▶ WHAT NEEDS TO BE DONE
Using the material below, print the line that contains "pub struct AdmissionPolicy", the line that contains "pub struct AppState", and every line in between, exactly and nothing else.

▶ SUPPLIED MATERIAL
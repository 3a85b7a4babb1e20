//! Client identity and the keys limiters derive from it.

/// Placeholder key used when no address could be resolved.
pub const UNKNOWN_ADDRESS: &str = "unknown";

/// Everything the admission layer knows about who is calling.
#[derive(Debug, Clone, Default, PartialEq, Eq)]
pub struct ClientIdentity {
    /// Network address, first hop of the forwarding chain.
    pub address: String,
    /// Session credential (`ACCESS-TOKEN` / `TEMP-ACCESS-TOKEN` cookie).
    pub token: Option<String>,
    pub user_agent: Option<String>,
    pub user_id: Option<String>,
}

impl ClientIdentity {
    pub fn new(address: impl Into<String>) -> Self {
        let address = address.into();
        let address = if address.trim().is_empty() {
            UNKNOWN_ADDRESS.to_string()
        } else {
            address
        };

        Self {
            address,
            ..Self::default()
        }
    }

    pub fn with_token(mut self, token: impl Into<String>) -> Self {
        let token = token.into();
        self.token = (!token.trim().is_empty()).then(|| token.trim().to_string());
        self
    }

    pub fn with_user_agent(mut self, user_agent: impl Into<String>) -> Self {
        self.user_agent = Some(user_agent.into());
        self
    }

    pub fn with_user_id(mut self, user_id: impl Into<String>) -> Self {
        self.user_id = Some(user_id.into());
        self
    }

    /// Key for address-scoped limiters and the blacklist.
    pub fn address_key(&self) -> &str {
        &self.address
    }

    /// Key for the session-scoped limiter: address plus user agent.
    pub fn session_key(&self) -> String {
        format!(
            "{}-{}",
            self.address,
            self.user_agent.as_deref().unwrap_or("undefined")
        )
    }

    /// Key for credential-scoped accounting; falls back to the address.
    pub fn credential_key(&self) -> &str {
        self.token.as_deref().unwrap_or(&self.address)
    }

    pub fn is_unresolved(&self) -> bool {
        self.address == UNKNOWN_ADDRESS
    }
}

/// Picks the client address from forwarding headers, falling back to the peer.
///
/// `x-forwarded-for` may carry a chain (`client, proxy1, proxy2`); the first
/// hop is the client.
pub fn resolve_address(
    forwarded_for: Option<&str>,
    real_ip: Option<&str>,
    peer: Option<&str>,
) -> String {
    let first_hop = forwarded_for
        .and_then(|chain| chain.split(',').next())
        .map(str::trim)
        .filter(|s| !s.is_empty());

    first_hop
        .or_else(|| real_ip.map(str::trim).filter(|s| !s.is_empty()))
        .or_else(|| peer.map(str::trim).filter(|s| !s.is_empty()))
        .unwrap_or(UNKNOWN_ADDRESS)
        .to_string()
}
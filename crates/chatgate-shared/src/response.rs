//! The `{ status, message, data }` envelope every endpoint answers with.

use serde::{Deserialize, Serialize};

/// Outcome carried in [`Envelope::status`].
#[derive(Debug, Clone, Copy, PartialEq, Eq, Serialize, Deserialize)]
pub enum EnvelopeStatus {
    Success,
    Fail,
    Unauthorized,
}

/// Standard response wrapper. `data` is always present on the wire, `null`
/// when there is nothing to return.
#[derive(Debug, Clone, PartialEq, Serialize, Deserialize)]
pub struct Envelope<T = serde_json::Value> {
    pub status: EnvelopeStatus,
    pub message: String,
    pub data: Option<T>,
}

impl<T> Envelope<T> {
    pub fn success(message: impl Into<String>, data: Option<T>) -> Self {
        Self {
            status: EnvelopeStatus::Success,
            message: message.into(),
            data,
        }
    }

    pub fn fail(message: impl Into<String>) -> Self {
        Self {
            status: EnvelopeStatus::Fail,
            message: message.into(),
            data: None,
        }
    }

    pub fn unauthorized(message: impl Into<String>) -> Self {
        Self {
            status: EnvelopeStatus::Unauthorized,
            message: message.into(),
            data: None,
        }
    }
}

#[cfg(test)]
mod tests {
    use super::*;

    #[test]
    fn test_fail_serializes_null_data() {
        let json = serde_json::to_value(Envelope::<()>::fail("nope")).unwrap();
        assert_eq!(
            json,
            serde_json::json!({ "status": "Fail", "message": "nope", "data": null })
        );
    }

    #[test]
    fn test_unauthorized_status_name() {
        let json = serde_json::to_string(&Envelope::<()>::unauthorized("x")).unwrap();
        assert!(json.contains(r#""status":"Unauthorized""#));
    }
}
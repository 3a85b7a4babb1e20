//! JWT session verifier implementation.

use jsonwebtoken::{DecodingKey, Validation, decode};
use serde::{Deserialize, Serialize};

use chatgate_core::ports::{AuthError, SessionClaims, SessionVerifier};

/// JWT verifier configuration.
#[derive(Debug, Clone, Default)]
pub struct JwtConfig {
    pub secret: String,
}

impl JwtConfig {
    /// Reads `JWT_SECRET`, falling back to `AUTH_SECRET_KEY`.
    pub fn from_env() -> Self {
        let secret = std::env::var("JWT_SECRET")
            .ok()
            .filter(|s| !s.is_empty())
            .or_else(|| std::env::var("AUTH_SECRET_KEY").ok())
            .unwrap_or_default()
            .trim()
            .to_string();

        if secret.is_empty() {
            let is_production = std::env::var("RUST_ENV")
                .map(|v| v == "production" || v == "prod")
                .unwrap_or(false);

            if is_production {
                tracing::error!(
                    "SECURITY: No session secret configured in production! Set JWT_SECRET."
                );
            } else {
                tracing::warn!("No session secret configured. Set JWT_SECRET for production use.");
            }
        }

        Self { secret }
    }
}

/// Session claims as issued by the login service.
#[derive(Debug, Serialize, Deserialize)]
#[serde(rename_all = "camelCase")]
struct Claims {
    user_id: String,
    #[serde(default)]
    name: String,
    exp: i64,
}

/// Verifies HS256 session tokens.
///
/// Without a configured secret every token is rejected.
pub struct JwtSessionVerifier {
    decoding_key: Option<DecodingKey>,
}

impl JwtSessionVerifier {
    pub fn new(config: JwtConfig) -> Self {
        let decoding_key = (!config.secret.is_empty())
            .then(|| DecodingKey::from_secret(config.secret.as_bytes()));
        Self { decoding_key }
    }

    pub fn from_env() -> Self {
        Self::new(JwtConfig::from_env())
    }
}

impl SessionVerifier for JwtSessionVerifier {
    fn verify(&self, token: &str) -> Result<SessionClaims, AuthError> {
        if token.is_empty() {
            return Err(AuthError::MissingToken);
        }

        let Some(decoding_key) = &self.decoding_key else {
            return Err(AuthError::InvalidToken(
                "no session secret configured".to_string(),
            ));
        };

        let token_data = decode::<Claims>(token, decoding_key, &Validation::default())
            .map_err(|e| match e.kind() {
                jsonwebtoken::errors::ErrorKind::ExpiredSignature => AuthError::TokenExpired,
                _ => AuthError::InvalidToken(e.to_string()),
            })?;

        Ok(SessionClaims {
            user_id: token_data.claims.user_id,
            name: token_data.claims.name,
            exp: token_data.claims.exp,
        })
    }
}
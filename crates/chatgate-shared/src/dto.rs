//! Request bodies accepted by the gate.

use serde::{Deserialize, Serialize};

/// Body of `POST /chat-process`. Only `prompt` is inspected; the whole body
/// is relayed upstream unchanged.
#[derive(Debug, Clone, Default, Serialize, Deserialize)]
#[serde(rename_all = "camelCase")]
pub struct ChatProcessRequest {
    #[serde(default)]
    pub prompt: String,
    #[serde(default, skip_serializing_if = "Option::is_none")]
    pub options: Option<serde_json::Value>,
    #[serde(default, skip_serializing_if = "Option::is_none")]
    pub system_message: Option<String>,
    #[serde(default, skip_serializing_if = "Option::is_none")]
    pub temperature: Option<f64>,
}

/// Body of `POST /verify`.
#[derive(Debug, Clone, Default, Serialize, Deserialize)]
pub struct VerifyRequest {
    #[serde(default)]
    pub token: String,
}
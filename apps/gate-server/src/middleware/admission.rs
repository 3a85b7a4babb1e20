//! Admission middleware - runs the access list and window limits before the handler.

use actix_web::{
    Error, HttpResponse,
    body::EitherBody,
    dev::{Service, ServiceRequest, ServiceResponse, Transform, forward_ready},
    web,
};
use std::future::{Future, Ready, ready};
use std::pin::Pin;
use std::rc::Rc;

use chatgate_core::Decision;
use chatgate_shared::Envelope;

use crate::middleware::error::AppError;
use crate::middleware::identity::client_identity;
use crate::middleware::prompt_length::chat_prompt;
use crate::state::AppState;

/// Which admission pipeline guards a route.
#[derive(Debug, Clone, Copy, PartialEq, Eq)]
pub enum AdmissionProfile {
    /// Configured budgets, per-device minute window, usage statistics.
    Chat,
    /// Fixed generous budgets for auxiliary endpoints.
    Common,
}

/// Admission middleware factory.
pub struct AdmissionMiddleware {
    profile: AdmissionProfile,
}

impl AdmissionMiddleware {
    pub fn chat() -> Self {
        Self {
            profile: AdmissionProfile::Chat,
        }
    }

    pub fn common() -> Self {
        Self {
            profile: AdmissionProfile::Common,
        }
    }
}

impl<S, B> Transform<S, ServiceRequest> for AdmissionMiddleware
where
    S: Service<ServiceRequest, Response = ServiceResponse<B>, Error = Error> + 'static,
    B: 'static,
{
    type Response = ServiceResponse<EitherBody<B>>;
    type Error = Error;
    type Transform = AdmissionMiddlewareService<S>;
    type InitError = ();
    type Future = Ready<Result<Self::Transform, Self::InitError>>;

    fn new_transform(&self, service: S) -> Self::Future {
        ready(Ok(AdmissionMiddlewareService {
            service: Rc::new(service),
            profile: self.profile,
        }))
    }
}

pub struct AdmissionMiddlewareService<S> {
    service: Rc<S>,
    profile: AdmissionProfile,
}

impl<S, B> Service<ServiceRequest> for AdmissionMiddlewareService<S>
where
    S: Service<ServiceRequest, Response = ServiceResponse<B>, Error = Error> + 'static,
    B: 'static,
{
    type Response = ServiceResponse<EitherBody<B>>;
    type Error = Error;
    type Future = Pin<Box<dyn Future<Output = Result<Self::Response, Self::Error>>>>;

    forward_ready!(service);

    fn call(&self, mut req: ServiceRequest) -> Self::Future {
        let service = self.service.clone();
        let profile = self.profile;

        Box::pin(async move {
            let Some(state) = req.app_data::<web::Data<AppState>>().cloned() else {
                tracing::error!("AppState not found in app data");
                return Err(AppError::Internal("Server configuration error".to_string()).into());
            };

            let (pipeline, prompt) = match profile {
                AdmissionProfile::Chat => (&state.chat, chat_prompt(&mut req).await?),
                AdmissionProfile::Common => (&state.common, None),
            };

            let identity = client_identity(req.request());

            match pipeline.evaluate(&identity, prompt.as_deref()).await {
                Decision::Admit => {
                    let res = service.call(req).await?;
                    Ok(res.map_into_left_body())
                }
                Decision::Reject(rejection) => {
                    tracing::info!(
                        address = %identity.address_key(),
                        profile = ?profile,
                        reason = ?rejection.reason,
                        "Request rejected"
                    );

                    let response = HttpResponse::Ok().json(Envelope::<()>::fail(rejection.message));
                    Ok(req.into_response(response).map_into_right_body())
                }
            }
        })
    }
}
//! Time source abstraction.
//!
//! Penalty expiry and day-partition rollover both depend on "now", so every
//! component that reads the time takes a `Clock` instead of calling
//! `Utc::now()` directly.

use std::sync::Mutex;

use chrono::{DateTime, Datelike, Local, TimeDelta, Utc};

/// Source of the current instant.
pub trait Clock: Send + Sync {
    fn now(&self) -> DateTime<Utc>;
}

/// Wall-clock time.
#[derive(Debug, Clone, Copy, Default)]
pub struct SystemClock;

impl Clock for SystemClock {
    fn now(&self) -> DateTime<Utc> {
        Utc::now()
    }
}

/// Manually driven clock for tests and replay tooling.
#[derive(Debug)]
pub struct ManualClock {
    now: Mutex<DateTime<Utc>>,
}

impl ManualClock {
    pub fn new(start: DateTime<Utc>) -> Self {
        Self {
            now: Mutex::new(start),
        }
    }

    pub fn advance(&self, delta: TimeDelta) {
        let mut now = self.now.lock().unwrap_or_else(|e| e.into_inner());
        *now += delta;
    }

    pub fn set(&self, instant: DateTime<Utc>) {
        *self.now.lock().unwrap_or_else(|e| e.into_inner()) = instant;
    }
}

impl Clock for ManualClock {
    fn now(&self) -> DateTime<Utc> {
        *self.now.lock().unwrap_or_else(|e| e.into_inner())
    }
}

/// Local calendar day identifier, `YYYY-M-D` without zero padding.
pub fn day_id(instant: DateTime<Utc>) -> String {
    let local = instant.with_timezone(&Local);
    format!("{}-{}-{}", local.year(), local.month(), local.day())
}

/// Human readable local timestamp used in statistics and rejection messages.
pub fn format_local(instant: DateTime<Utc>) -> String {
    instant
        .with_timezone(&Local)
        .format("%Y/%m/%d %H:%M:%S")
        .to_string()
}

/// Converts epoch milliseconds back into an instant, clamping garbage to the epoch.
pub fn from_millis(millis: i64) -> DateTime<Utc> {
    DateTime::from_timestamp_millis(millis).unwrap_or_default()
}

--

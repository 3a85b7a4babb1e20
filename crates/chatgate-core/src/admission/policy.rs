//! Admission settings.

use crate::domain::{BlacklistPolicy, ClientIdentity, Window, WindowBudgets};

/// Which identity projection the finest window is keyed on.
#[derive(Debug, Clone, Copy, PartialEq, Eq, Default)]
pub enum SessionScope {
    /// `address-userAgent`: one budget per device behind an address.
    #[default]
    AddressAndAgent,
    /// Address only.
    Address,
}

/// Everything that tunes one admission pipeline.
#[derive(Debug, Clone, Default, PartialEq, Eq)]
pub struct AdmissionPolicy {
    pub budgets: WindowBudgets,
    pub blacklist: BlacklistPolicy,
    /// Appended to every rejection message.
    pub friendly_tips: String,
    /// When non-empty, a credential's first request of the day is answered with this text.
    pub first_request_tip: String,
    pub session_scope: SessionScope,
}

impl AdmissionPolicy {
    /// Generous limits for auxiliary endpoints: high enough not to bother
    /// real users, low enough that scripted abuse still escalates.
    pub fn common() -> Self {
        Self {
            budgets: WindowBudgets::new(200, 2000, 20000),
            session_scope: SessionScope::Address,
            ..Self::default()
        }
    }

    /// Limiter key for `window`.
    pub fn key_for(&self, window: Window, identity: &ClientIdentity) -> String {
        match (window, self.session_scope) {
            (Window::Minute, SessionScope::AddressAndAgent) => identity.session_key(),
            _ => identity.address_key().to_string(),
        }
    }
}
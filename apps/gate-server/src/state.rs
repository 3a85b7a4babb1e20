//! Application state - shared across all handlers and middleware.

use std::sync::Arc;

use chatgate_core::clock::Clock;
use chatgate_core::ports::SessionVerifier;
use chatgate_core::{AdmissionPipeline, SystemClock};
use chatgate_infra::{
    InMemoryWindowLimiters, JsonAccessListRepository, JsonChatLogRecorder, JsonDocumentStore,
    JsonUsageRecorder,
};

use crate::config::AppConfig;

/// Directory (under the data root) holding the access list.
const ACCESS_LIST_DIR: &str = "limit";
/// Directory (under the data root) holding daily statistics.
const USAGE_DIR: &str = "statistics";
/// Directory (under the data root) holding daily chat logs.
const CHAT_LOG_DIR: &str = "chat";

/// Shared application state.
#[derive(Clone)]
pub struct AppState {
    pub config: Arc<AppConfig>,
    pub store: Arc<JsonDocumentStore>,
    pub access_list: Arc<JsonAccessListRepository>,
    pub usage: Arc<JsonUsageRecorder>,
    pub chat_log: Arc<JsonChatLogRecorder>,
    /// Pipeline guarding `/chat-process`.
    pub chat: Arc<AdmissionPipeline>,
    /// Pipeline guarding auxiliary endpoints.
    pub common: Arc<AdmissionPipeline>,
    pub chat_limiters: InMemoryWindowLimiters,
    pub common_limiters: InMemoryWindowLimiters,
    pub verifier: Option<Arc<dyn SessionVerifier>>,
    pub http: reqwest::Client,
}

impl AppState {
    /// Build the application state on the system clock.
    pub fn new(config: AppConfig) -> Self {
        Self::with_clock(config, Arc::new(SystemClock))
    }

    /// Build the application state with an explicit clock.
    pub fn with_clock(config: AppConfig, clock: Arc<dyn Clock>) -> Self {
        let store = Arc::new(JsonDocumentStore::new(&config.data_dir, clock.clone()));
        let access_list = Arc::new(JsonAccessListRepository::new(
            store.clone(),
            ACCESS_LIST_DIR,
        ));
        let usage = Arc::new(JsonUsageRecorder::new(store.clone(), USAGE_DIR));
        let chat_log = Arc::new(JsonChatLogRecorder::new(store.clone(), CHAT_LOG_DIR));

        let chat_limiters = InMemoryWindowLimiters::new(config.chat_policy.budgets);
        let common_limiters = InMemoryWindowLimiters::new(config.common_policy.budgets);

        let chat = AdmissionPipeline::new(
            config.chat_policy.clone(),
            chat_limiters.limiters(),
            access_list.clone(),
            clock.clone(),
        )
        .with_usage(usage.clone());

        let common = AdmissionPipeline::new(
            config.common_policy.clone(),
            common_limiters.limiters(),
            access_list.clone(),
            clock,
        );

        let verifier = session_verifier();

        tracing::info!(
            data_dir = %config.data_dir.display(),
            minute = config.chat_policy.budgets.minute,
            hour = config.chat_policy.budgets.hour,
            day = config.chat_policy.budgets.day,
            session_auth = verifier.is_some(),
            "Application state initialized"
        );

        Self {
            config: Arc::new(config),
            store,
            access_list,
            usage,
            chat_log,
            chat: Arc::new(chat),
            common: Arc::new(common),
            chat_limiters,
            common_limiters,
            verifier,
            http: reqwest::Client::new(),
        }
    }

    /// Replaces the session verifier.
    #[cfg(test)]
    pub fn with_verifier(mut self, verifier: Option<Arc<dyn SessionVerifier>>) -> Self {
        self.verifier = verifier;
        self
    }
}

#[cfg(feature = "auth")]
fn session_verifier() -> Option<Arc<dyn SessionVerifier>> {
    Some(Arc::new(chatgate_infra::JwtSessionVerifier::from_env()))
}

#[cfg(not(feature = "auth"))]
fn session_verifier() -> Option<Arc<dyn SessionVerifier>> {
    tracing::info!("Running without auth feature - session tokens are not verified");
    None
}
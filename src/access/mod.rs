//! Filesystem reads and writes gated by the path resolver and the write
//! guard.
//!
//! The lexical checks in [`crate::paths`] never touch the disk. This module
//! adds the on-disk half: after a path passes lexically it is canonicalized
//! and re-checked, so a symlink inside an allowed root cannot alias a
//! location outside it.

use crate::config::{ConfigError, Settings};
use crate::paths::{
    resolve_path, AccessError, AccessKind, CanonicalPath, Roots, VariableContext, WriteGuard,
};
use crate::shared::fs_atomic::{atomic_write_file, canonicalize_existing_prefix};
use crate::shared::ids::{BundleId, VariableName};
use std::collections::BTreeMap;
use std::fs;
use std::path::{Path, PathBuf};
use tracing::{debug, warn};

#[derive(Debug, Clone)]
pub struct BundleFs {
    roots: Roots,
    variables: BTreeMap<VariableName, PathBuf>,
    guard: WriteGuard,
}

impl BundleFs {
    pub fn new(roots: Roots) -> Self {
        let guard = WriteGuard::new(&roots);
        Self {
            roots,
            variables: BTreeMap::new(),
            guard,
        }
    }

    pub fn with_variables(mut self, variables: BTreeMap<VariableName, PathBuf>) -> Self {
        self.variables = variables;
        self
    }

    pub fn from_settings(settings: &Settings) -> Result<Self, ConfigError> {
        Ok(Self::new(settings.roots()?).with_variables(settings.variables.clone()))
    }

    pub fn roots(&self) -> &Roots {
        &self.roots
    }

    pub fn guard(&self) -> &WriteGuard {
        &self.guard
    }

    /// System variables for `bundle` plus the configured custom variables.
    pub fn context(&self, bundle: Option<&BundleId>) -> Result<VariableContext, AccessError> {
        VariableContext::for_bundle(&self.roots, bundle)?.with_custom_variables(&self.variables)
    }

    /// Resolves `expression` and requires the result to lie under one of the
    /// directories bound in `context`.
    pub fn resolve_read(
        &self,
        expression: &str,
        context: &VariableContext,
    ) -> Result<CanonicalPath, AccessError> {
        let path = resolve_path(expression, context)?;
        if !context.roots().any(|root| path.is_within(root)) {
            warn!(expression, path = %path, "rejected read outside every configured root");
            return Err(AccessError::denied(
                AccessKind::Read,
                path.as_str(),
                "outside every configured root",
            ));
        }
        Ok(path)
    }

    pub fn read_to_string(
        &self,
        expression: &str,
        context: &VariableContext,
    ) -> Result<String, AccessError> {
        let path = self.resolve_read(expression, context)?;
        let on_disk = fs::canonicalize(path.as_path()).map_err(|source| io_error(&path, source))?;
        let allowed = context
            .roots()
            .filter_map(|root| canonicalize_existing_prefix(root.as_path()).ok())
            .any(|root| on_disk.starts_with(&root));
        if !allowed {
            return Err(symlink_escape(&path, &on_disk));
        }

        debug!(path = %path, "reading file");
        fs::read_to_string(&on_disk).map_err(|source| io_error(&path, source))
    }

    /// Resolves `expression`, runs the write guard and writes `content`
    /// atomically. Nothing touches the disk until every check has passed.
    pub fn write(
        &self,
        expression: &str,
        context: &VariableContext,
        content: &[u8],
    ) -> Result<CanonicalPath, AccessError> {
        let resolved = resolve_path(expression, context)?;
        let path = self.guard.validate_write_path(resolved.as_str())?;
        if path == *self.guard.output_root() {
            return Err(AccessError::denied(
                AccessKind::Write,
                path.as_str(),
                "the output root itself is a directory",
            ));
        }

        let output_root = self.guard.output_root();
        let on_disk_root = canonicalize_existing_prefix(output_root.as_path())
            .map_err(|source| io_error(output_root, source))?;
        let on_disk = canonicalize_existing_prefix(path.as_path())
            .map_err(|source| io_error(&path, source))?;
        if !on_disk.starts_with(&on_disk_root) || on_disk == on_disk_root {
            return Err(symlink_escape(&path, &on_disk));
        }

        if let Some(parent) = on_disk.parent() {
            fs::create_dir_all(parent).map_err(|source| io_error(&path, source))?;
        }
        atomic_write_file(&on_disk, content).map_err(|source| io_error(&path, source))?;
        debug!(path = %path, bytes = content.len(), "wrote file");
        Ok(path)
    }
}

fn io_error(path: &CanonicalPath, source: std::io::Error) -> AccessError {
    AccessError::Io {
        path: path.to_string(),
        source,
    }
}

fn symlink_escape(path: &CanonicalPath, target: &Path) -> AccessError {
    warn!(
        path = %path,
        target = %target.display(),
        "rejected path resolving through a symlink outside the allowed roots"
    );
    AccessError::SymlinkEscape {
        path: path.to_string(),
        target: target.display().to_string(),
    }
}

...

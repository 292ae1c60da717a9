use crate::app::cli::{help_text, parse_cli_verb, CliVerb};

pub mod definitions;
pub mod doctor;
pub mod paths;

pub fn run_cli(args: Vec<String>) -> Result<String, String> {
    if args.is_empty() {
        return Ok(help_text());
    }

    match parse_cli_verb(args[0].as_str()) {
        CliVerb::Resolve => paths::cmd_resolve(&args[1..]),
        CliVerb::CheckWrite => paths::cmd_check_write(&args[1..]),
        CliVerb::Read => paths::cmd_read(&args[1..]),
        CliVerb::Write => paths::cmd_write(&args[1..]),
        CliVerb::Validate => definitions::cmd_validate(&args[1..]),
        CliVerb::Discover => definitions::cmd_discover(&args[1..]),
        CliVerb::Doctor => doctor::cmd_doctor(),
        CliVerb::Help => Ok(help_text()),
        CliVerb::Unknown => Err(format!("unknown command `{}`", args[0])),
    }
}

▶ REPLY
pub struct AdmissionPolicy {
    pub budgets: WindowBudgets,
    pub blacklist: BlacklistPolicy,
    /// Appended to every rejection message.
    pub friendly_tips: String,
    /// When non-empty, a credential's first request of the day is answered with this text.
    pub first_request_tip: String,
    pub session_scope: SessionScope,
}

impl AdmissionPolicy {
    /// Generous limits for auxiliary endpoints: high enough not to bother
    /// real users, low enough that scripted abuse still escalates.
    pub fn common() -> Self {
        Self {
            budgets: WindowBudgets::new(200, 2000, 20000),
            session_scope: SessionScope::Address,
            ..Self::default()
        }
    }

    /// Limiter key for `window`.
    pub fn key_for(&self, window: Window, identity: &ClientIdentity) -> String {
        match (window, self.session_scope) {
            (Window::Minute, SessionScope::AddressAndAgent) => identity.session_key(),
            _ => identity.address_key().to_string(),
        }
    }
}
filename apps/gate-server/src/state.rs
repository 3a85b7a4babb1e20
//! Application state - shared across all handlers and middleware.

use std::sync::Arc;

use chatgate_core::clock::Clock;
use chatgate_core::ports::SessionVerifier;
use chatgate_core::{AdmissionPipeline, SystemClock};
use chatgate_infra::{
    InMemoryWindowLimiters, JsonAccessListRepository, JsonChatLogRecorder, JsonDocumentStore,
    JsonUsageRecorder,
};

use crate::config::AppConfig;

/// Directory (under the data root) holding the access list.
const ACCESS_LIST_DIR: &str = "limit";
/// Directory (under the data root) holding daily statistics.
const USAGE_DIR: &str = "statistics";
/// Directory (under the data root) holding daily chat logs.
const CHAT_LOG_DIR: &str = "chat";

/// Shared application state.
#[derive(Clone)]
pub struct AppState {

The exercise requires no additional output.